Supplied data:

== Segment start ==

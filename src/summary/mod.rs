//! Summaries
//!
//! [`Summarizer`] turns an email (or the inbox digest) into a short prose
//! summary. Results are cached per identifier and fingerprint, provider calls
//! are spaced by a shared [`Throttle`], and only one generation per identifier
//! runs at a time. When the provider is missing, over quota or failing, a
//! deterministic fallback is produced instead, so callers always get text
//! unless the input itself is blank.

pub mod cache;
pub mod fallback;
pub mod fingerprint;
pub mod prompts;
pub mod provider;
pub mod throttle;

#[cfg(test)]
pub(crate) mod testing;

pub use cache::{SummaryCache, SummaryCacheEntry, OVERALL_KEY};
pub use fingerprint::Fingerprint;
pub use provider::{build_provider, GenerationRequest, ProviderError, TextGenerator};
pub use throttle::Throttle;

use crate::config::Config;
use crate::email::ClassifiedEmail;
use crate::text::{limit_words, word_count};
use serde::Serialize;
use std::collections::HashMap;
use std::fmt;
use std::sync::{Arc, Mutex};
use std::time::Duration;
use tokio::sync::Mutex as AsyncMutex;

#[derive(Debug, Clone, Copy, PartialEq, Eq, Serialize)]
#[serde(rename_all = "lowercase")]
pub enum SummaryKind {
    Email,
    Overall,
}

/// Why a summary was produced without the provider.
#[derive(Debug, Clone, PartialEq, Eq, Serialize)]
#[serde(tag = "kind", content = "detail", rename_all = "snake_case")]
pub enum FallbackReason {
    NotConfigured,
    QuotaExceeded,
    ProviderFailed(String),
}

impl From<&ProviderError> for FallbackReason {
    fn from(error: &ProviderError) -> Self {
        if error.is_quota() {
            FallbackReason::QuotaExceeded
        } else if matches!(error, ProviderError::NotConfigured) {
            FallbackReason::NotConfigured
        } else {
            FallbackReason::ProviderFailed(error.to_string())
        }
    }
}

impl fmt::Display for FallbackReason {
    fn fmt(&self, f: &mut fmt::Formatter<'_>) -> fmt::Result {
        match self {
            FallbackReason::NotConfigured => write!(f, "no provider configured"),
            FallbackReason::QuotaExceeded => write!(f, "provider quota exceeded"),
            FallbackReason::ProviderFailed(detail) => write!(f, "provider failed: {}", detail),
        }
    }
}

#[derive(Debug, Clone, PartialEq, Serialize)]
pub struct Summary {
    pub identifier: String,
    pub text: String,
    pub generated_with_ai: bool,
    pub from_cache: bool,
    pub fallback_reason: Option<FallbackReason>,
}

impl Summary {
    fn from_entry(entry: SummaryCacheEntry, from_cache: bool) -> Self {
        Self {
            identifier: entry.key,
            text: entry.text,
            generated_with_ai: entry.generated_with_ai,
            from_cache,
            fallback_reason: entry.fallback_reason,
        }
    }

    pub fn word_count(&self) -> usize {
        word_count(&self.text)
    }
}

#[derive(Debug, thiserror::Error)]
pub enum SummaryError {
    #[error("nothing to summarize for {0}")]
    Unavailable(String),
}

/// One unit of work for [`Summarizer::run`].
#[derive(Debug, Clone)]
pub struct SummaryJob {
    pub identifier: String,
    pub fingerprint: Fingerprint,
    pub prompt: String,
    pub kind: SummaryKind,
}

#[derive(Debug, Clone)]
pub struct SummarizerSettings {
    pub max_words: usize,
    pub body_excerpt_chars: usize,
    pub temperature: f32,
    pub email_max_output_tokens: u32,
    pub overall_max_output_tokens: u32,
}

impl SummarizerSettings {
    pub fn from_config(config: &Config) -> Self {
        Self {
            max_words: config.summarizer.max_words,
            body_excerpt_chars: config.summarizer.body_excerpt_chars,
            temperature: config.provider.temperature,
            email_max_output_tokens: config.provider.email_max_output_tokens,
            overall_max_output_tokens: config.provider.overall_max_output_tokens,
        }
    }

    fn max_output_tokens(&self, kind: SummaryKind) -> u32 {
        match kind {
            SummaryKind::Email => self.email_max_output_tokens,
            SummaryKind::Overall => self.overall_max_output_tokens,
        }
    }
}

impl Default for SummarizerSettings {
    fn default() -> Self {
        Self::from_config(&Config::default())
    }
}

type GateMap = Mutex<HashMap<String, Arc<AsyncMutex<()>>>>;

/// Registration in the per-identifier gate map; unregisters on drop when last.
struct InFlight<'a> {
    gates: &'a GateMap,
    key: String,
    gate: Arc<AsyncMutex<()>>,
}

impl Drop for InFlight<'_> {
    fn drop(&mut self) {
        let mut gates = self.gates.lock().unwrap_or_else(|p| p.into_inner());
        if let Some(current) = gates.get(&self.key) {
            // map + this lease
            if Arc::ptr_eq(current, &self.gate) && Arc::strong_count(&self.gate) == 2 {
                gates.remove(&self.key);
            }
        }
    }
}

pub struct Summarizer {
    provider: Option<Arc<dyn TextGenerator>>,
    settings: SummarizerSettings,
    cache: SummaryCache,
    throttle: Throttle,
    in_flight: GateMap,
}

impl Summarizer {
    pub fn new(
        provider: Option<Arc<dyn TextGenerator>>,
        settings: SummarizerSettings,
        cache: SummaryCache,
        throttle: Throttle,
    ) -> Self {
        Self {
            provider,
            settings,
            cache,
            throttle,
            in_flight: Mutex::new(HashMap::new()),
        }
    }

    pub fn from_config(config: &Config, provider: Option<Arc<dyn TextGenerator>>) -> Self {
        Self::new(
            provider,
            SummarizerSettings::from_config(config),
            SummaryCache::new(config.summarizer.cache_capacity),
            Throttle::new(Duration::from_millis(config.summarizer.min_interval_ms)),
        )
    }

    pub fn settings(&self) -> &SummarizerSettings {
        &self.settings
    }

    pub fn provider_name(&self) -> Option<&str> {
        self.provider.as_deref().map(|p| p.name())
    }

    pub fn cache(&self) -> &SummaryCache {
        &self.cache
    }

    pub fn clear_cache(&self) -> usize {
        let removed = self.cache.clear();
        log::info!("Cleared {} cached summaries", removed);
        removed
    }

    /// Summarize arbitrary text under `identifier`.
    ///
    /// `fallback` is only invoked when the provider cannot produce text.
    pub async fn summarize<F>(
        &self,
        identifier: &str,
        text: &str,
        kind: SummaryKind,
        fallback: F,
    ) -> Result<Summary, SummaryError>
    where
        F: FnOnce() -> Option<String>,
    {
        let prompt = match kind {
            SummaryKind::Email => prompts::text_prompt(text, self.settings.max_words),
            SummaryKind::Overall => prompts::overall_prompt(text, self.settings.max_words),
        };
        let job = SummaryJob {
            identifier: identifier.to_string(),
            fingerprint: Fingerprint::of(text),
            prompt,
            kind,
        };
        self.run(job, fallback, false).await
    }

    pub async fn summarize_email(&self, email: &ClassifiedEmail) -> Result<Summary, SummaryError> {
        self.email_job(email, false).await
    }

    /// Like [`summarize_email`](Self::summarize_email) but ignores any cached entry.
    pub async fn regenerate_email(&self, email: &ClassifiedEmail) -> Result<Summary, SummaryError> {
        self.email_job(email, true).await
    }

    async fn email_job(&self, email: &ClassifiedEmail, force: bool) -> Result<Summary, SummaryError> {
        if email.email.is_blank() {
            return Err(SummaryError::Unavailable(email.id().to_string()));
        }

        let job = SummaryJob {
            identifier: email.id().to_string(),
            fingerprint: email.fingerprint(),
            prompt: prompts::email_prompt(
                email,
                self.settings.max_words,
                self.settings.body_excerpt_chars,
            ),
            kind: SummaryKind::Email,
        };
        let max_words = self.settings.max_words;
        self.run(job, || fallback::email_fallback(email, max_words), force)
            .await
    }

    fn enter(&self, key: &str) -> InFlight<'_> {
        let mut gates = self.in_flight.lock().unwrap_or_else(|p| p.into_inner());
        let gate = gates
            .entry(key.to_string())
            .or_insert_with(|| Arc::new(AsyncMutex::new(())))
            .clone();
        InFlight {
            gates: &self.in_flight,
            key: key.to_string(),
            gate,
        }
    }

    /// Serve from cache or generate, storing whatever is produced.
    pub async fn run<F>(&self, job: SummaryJob, fallback: F, force: bool) -> Result<Summary, SummaryError>
    where
        F: FnOnce() -> Option<String>,
    {
        let key = job.identifier.as_str();

        if !force {
            if let Some(entry) = self.cache.get(key, &job.fingerprint) {
                log::info!("Using cached summary for {}", key);
                return Ok(Summary::from_entry(entry, true));
            }
        }

        let seen = self.cache.stamp(key);
        let lease = self.enter(key);
        let _permit = lease.gate.lock().await;

        // Another caller may have stored a result while we waited.
        if let Some((entry, stamp)) = self.cache.get_stamped(key, &job.fingerprint) {
            if !force || Some(stamp) != seen {
                log::debug!("Reusing summary for {} produced by a concurrent request", key);
                return Ok(Summary::from_entry(entry, true));
            }
        }

        let outcome = match &self.provider {
            None => Err(FallbackReason::NotConfigured),
            Some(provider) => {
                let request = GenerationRequest {
                    prompt: job.prompt.clone(),
                    max_output_tokens: self.settings.max_output_tokens(job.kind),
                    temperature: self.settings.temperature,
                };
                match self.throttle.run(provider.generate(&request)).await {
                    Ok(text) if !text.trim().is_empty() => Ok(text.trim().to_string()),
                    Ok(_) => Err(FallbackReason::from(&ProviderError::EmptyResponse)),
                    Err(e) => {
                        if e.is_quota() {
                            log::warn!("Provider quota exceeded while summarizing {}", key);
                        } else {
                            log::error!("Provider failed while summarizing {}: {}", key, e);
                        }
                        Err(FallbackReason::from(&e))
                    }
                }
            }
        };

        let entry = match outcome {
            Ok(text) => {
                log::info!(
                    "Generated summary for {} ({} words)",
                    key,
                    word_count(&text)
                );
                SummaryCacheEntry {
                    key: key.to_string(),
                    fingerprint: job.fingerprint,
                    text,
                    generated_with_ai: true,
                    fallback_reason: None,
                }
            }
            Err(reason) => {
                let text = fallback()
                    .map(|t| limit_words(&t, self.settings.max_words))
                    .filter(|t| !t.is_empty())
                    .ok_or_else(|| SummaryError::Unavailable(key.to_string()))?;
                log::info!(
                    "Using fallback summary for {} ({}, {} words)",
                    key,
                    reason,
                    word_count(&text)
                );
                SummaryCacheEntry {
                    key: key.to_string(),
                    fingerprint: job.fingerprint,
                    text,
                    generated_with_ai: false,
                    fallback_reason: Some(reason),
                }
            }
        };

        self.cache.insert(entry.clone());
        Ok(Summary::from_entry(entry, false))
    }
}
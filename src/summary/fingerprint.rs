use serde::{Deserialize, Serialize};
use sha2::{Digest, Sha256};
use std::fmt;

/// Stable content hash used to decide whether a cached summary is still current.
#[derive(Debug, Clone, PartialEq, Eq, Hash, Serialize, Deserialize)]
pub struct Fingerprint(String);

impl Fingerprint {
    pub fn of(text: &str) -> Self {
        Self::of_parts(&[text])
    }

    /// Hash several fields; each part is length-prefixed so ("ab", "c") != ("a", "bc").
    pub fn of_parts(parts: &[&str]) -> Self {
        let mut hasher = Sha256::new();
        for part in parts {
            hasher.update((part.len() as u64).to_le_bytes());
            hasher.update(part.as_bytes());
        }
        Fingerprint(hex::encode(hasher.finalize()))
    }

    pub fn as_str(&self) -> &str {
        &self.0
    }
}

impl fmt::Display for Fingerprint {
    fn fmt(&self, f: &mut fmt::Formatter<'_>) -> fmt::Result {
        f.write_str(&self.0)
    }
}
use chrono::{Datelike, Duration, NaiveDateTime, NaiveTime, Weekday};

/// Hours of the day offered as meeting slots.
pub const SLOT_HOURS: [u32; 4] = [9, 11, 14, 16];
pub const DEFAULT_SUGGESTIONS: usize = 5;
const MAX_LOOKAHEAD_DAYS: i64 = 14;

/// Slots on the business days after `now`, earliest first.
pub fn suggest_meeting_times(now: NaiveDateTime, count: usize) -> Vec<NaiveDateTime> {
    let mut slots = Vec::with_capacity(count);

    for offset in 1..=MAX_LOOKAHEAD_DAYS {
        if slots.len() >= count {
            break;
        }
        let date = now.date() + Duration::days(offset);
        if matches!(date.weekday(), Weekday::Sat | Weekday::Sun) {
            continue;
        }
        for hour in SLOT_HOURS {
            if let Some(time) = NaiveTime::from_hms_opt(hour, 0, 0) {
                slots.push(date.and_time(time));
            }
        }
    }

    slots.truncate(count);
    slots
}

#[cfg(test)]
mod tests {
    use super::*;
    use chrono::NaiveDate;

    fn at(y: i32, m: u32, d: u32, h: u32) -> NaiveDateTime {
        NaiveDate::from_ymd_opt(y, m, d)
            .unwrap()
            .and_hms_opt(h, 0, 0)
            .unwrap()
    }

    #[test]
    fn test_starts_next_business_day() {
        // Monday afternoon
        let slots = suggest_meeting_times(at(2024, 5, 6, 15), 5);
        assert_eq!(
            slots,
            vec![
                at(2024, 5, 7, 9),
                at(2024, 5, 7, 11),
                at(2024, 5, 7, 14),
                at(2024, 5, 7, 16),
                at(2024, 5, 8, 9),
            ]
        );
    }

    #[test]
    fn test_skips_weekend() {
        // Friday
        let slots = suggest_meeting_times(at(2024, 5, 10, 8), 5);
        assert_eq!(slots[0], at(2024, 5, 13, 9));
        assert!(slots
            .iter()
            .all(|s| !matches!(s.weekday(), Weekday::Sat | Weekday::Sun)));
    }

    #[test]
    fn test_count_is_respected() {
        assert!(suggest_meeting_times(at(2024, 5, 6, 9), 0).is_empty());
        assert_eq!(suggest_meeting_times(at(2024, 5, 6, 9), 12).len(), 12);
    }
}
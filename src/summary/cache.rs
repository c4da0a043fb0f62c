//! Summary cache
//!
//! One slot per identifier. A slot is only returned while its fingerprint
//! matches the caller's; an outdated slot is treated as absent and gets
//! overwritten by the next store. When full, the least recently stored slot
//! is evicted.

use super::{FallbackReason, Fingerprint};
use serde::Serialize;
use std::collections::HashMap;
use std::sync::{Mutex, MutexGuard};

/// Pseudo-identifier for the inbox-wide briefing.
pub const OVERALL_KEY: &str = "overall";

#[derive(Debug, Clone, PartialEq, Serialize)]
pub struct SummaryCacheEntry {
    pub key: String,
    pub fingerprint: Fingerprint,
    pub text: String,
    pub generated_with_ai: bool,
    pub fallback_reason: Option<FallbackReason>,
}

struct Slot {
    stamp: u64,
    entry: SummaryCacheEntry,
}

#[derive(Default)]
struct CacheInner {
    slots: HashMap<String, Slot>,
    next_stamp: u64,
}

pub struct SummaryCache {
    capacity: usize,
    inner: Mutex<CacheInner>,
}

impl SummaryCache {
    pub fn new(capacity: usize) -> Self {
        Self {
            capacity: capacity.max(1),
            inner: Mutex::new(CacheInner::default()),
        }
    }

    fn lock(&self) -> MutexGuard<'_, CacheInner> {
        self.inner.lock().unwrap_or_else(|poisoned| poisoned.into_inner())
    }

    pub fn get(&self, key: &str, fingerprint: &Fingerprint) -> Option<SummaryCacheEntry> {
        self.get_stamped(key, fingerprint).map(|(entry, _)| entry)
    }

    /// Entry plus the write stamp it was stored under.
    pub(crate) fn get_stamped(
        &self,
        key: &str,
        fingerprint: &Fingerprint,
    ) -> Option<(SummaryCacheEntry, u64)> {
        let inner = self.lock();
        inner
            .slots
            .get(key)
            .filter(|slot| slot.entry.fingerprint == *fingerprint)
            .map(|slot| (slot.entry.clone(), slot.stamp))
    }

    /// Write stamp currently held for `key`, regardless of fingerprint.
    pub(crate) fn stamp(&self, key: &str) -> Option<u64> {
        self.lock().slots.get(key).map(|slot| slot.stamp)
    }

    pub fn insert(&self, entry: SummaryCacheEntry) {
        let mut inner = self.lock();

        if !inner.slots.contains_key(&entry.key) && inner.slots.len() >= self.capacity {
            let oldest = inner
                .slots
                .iter()
                .min_by_key(|(_, slot)| slot.stamp)
                .map(|(key, _)| key.clone());
            if let Some(oldest) = oldest {
                log::debug!("Summary cache full, evicting {}", oldest);
                inner.slots.remove(&oldest);
            }
        }

        inner.next_stamp += 1;
        let stamp = inner.next_stamp;
        inner.slots.insert(entry.key.clone(), Slot { stamp, entry });
    }

    /// Drop every entry, returning how many were removed.
    pub fn clear(&self) -> usize {
        let mut inner = self.lock();
        let removed = inner.slots.len();
        inner.slots.clear();
        removed
    }

    pub fn len(&self) -> usize {
        self.lock().slots.len()
    }

    pub fn is_empty(&self) -> bool {
        self.len() == 0
    }

    pub fn capacity(&self) -> usize {
        self.capacity
    }
}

== Segment end ==

Task:
What you retype should run from the first line of the entries above through the line containing "or failing, a", exactly and in full.

Solution to the exercise:
filename src/summary/mod.rs
//! Summaries
//!
//! [`Summarizer`] turns an email (or the inbox digest) into a short prose
//! summary. Results are cached per identifier and fingerprint, provider calls
//! are spaced by a shared [`Throttle`], and only one generation per identifier
//! runs at a time. When the provider is missing, over quota or failing, a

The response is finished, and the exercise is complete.